Battle for the Block
In East Harlem, they have organized building by building to reclaim El Barrio from those who would “develop” them out of it. In Chinatown they’ve rolled out a rent strike to win the repairs needed for tenants suffering from landlord neglect on Delancey Street. In the West Village, they’ve mobilized LGBT young people of color to stand up for their right to gather on the Christopher Street Pier. On the Lower East Side, they’ve built a tenants’ union to defend “what is most beautiful about New York, the city that welcomed everyone…[that’s now] welcoming only money.”
These are some of the activists at the front lines of a city-wide battle for the block. On Sunday, October 21, they came together in East Harlem to “share words of struggle, support, and solidarity” at the first ever NYC Encuentro for Dignity and Against Gentrification.

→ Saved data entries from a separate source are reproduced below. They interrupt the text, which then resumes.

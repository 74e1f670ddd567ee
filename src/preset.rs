use crate::error::EditError;
use crate::graph::{Edge, Graph, Handle, Node, NodeKind, Position};
use std::fmt;
use std::str::FromStr;

/// The built-in teaching examples.
#[derive(Debug, Clone, Copy, PartialEq, Eq, Hash)]
pub enum Preset {
    /// Sequence: Start, one output, End.
    HelloWorld,
    /// Iteration: a counting loop from 1 to 10.
    PrintOneToTen,
    /// Selection: branch on an input age.
    AgeCheck,
}

impl Preset {
    pub const ALL: [Preset; 3] = [Preset::HelloWorld, Preset::PrintOneToTen, Preset::AgeCheck];

    pub fn name(self) -> &'static str {
        match self {
            Preset::HelloWorld => "Hello World",
            Preset::PrintOneToTen => "Print 1 to 10",
            Preset::AgeCheck => "Age Check",
        }
    }

    /// Builds the preset's nodes and edges. Every preset has one Start and
    /// one End, so the terminal counter is 2.
    pub fn graph(self) -> Graph {
        let (nodes, edges) = match self {
            Preset::HelloWorld => hello_world(),
            Preset::PrintOneToTen => print_one_to_ten(),
            Preset::AgeCheck => age_check(),
        };
        Graph::from_parts(nodes, edges, 2)
    }
}

impl fmt::Display for Preset {
    fn fmt(&self, f: &mut fmt::Formatter<'_>) -> fmt::Result {
        f.write_str(self.name())
    }
}

impl FromStr for Preset {
    type Err = EditError;

    /// Matches preset names case-insensitively, ignoring surrounding blanks.
    fn from_str(s: &str) -> Result<Self, Self::Err> {
        let wanted = s.trim();
        Preset::ALL
            .into_iter()
            .find(|p| p.name().eq_ignore_ascii_case(wanted))
            .ok_or_else(|| EditError::UnknownPreset(s.to_string()))
    }
}

fn node(id: &str, kind: NodeKind, x: f64, y: f64, label: &str) -> Node {
    Node::new(id, kind, Position::new(x, y), label)
}

fn edge(id: &str, source: &str, target: &str, handle: Option<Handle>) -> Edge {
    Edge {
        id: id.to_string(),
        source: source.to_string(),
        target: target.to_string(),
        source_handle: handle,
        target_handle: None,
    }
}

fn hello_world() -> (Vec<Node>, Vec<Edge>) {
    let nodes = vec![
        node("node_start", NodeKind::StartEnd, 0.0, 0.0, "Start"),
        node("node_print", NodeKind::InputOutput, 0.0, 100.0, "Print \"Hello World\""),
        node("node_end", NodeKind::StartEnd, 0.0, 200.0, "End"),
    ];
    let edges = vec![
        edge("edge_start_print", "node_start", "node_print", None),
        edge("edge_print_end", "node_print", "node_end", None),
    ];
    (nodes, edges)
}

fn print_one_to_ten() -> (Vec<Node>, Vec<Edge>) {
    let nodes = vec![
        node("node_start", NodeKind::StartEnd, 0.0, 0.0, "Start"),
        node("node_initialize", NodeKind::Process, 0.0, 100.0, "Set i = 1"),
        node("node_loop", NodeKind::Iteration, 0.0, 200.0, "i <= 10?"),
        node("node_print", NodeKind::InputOutput, 150.0, 200.0, "Print i"),
        node("node_increment", NodeKind::Process, 150.0, 300.0, "i = i + 1"),
        node("node_end", NodeKind::StartEnd, -150.0, 200.0, "End"),
    ];
    let edges = vec![
        edge("edge_start_initialize", "node_start", "node_initialize", None),
        edge("edge_initialize_loop", "node_initialize", "node_loop", None),
        edge("edge_loop_print", "node_loop", "node_print", Some(Handle::True)),
        edge("edge_print_increment", "node_print", "node_increment", None),
        edge("edge_increment_loop", "node_increment", "node_loop", None),
        edge("edge_loop_end", "node_loop", "node_end", Some(Handle::False)),
    ];
    (nodes, edges)
}

fn age_check() -> (Vec<Node>, Vec<Edge>) {
    let nodes = vec![
        node("node_start", NodeKind::StartEnd, 0.0, 0.0, "Start"),
        node("node_input", NodeKind::InputOutput, 0.0, 100.0, "Input age"),
        node("node_decision", NodeKind::Selection, 0.0, 200.0, "age >= 18?"),
        node("node_print_adult", NodeKind::InputOutput, 150.0, 200.0, "Print \"Adult\""),
        node("node_print_minor", NodeKind::InputOutput, -150.0, 200.0, "Print \"Minor\""),
        node("node_end", NodeKind::StartEnd, 0.0, 300.0, "End"),
    ];
    let edges = vec![
        edge("edge_start_input", "node_start", "node_input", None),
        edge("edge_input_decision", "node_input", "node_decision", None),
        edge("edge_decision_adult", "node_decision", "node_print_adult", Some(Handle::True)),
        edge("edge_decision_minor", "node_decision", "node_print_minor", Some(Handle::False)),
        edge("edge_adult_end", "node_print_adult", "node_end", None),
        edge("edge_minor_end", "node_print_minor", "node_end", None),
    ];
    (nodes, edges)
}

The Encuentro was convened by the Movement for Justice in El Barrio (MJB), an immigrant community- based organization, internationally allied with the Zapatistas’ “Other Campaign.” Since 2004, MJB has fought “for social justice and humanity” and against the displacement of their people from their neighborhoods. They are writing a new chapter in a long history of resistance in El Barrio, the home of low-income immigrant families (the average annual income of Mexican immigrants in the U.S. is $10,000).
Community members from a block away and activists from as far as Providence and Philadelphia filled the basement of a community center on 116th Street. They sat around the speakers who were accompanied by a Zapatista puppet and a green gentrification piñata representing neo-liberalism. Colorful banners hung from the walls, one of them depicting an eagle ripping up chains of gentrification from city blocks, proclaiming “dignified housing, justice, freedom” in Spanish.
Grassroots organizers took turns talking about “who we are, conditions we face, our forms of struggle, and our dreams.” The speaking was punctuated by frequent bursts of applause and chants of “¡Si se puede!” (“Yes we can!”).
Organizers Bin Liang and Helena Wong of CAAAV: Organizing Asian Communities and its Chinatown Justice Project, with more than 20 years of community defense under their collective belt (and now part of a new national alliance called Right to the City), commented: “We are fighting against landlords who have no heart and also a government that has no heart…. The connections are very close between the oppression we face at home and what the U.S. is doing all over the world.”
Desiree, X, and Jay of FIERCE! (Fabulous Independent Educated Radicals for Community Empowerment), who were struggling for youth space and services as the city laid out its plans for a “Vegas on the Hudson” playground for the rich, spoke about how “our community isn’t being listened to because we’re young, because we’re gay, and because we’re of color.”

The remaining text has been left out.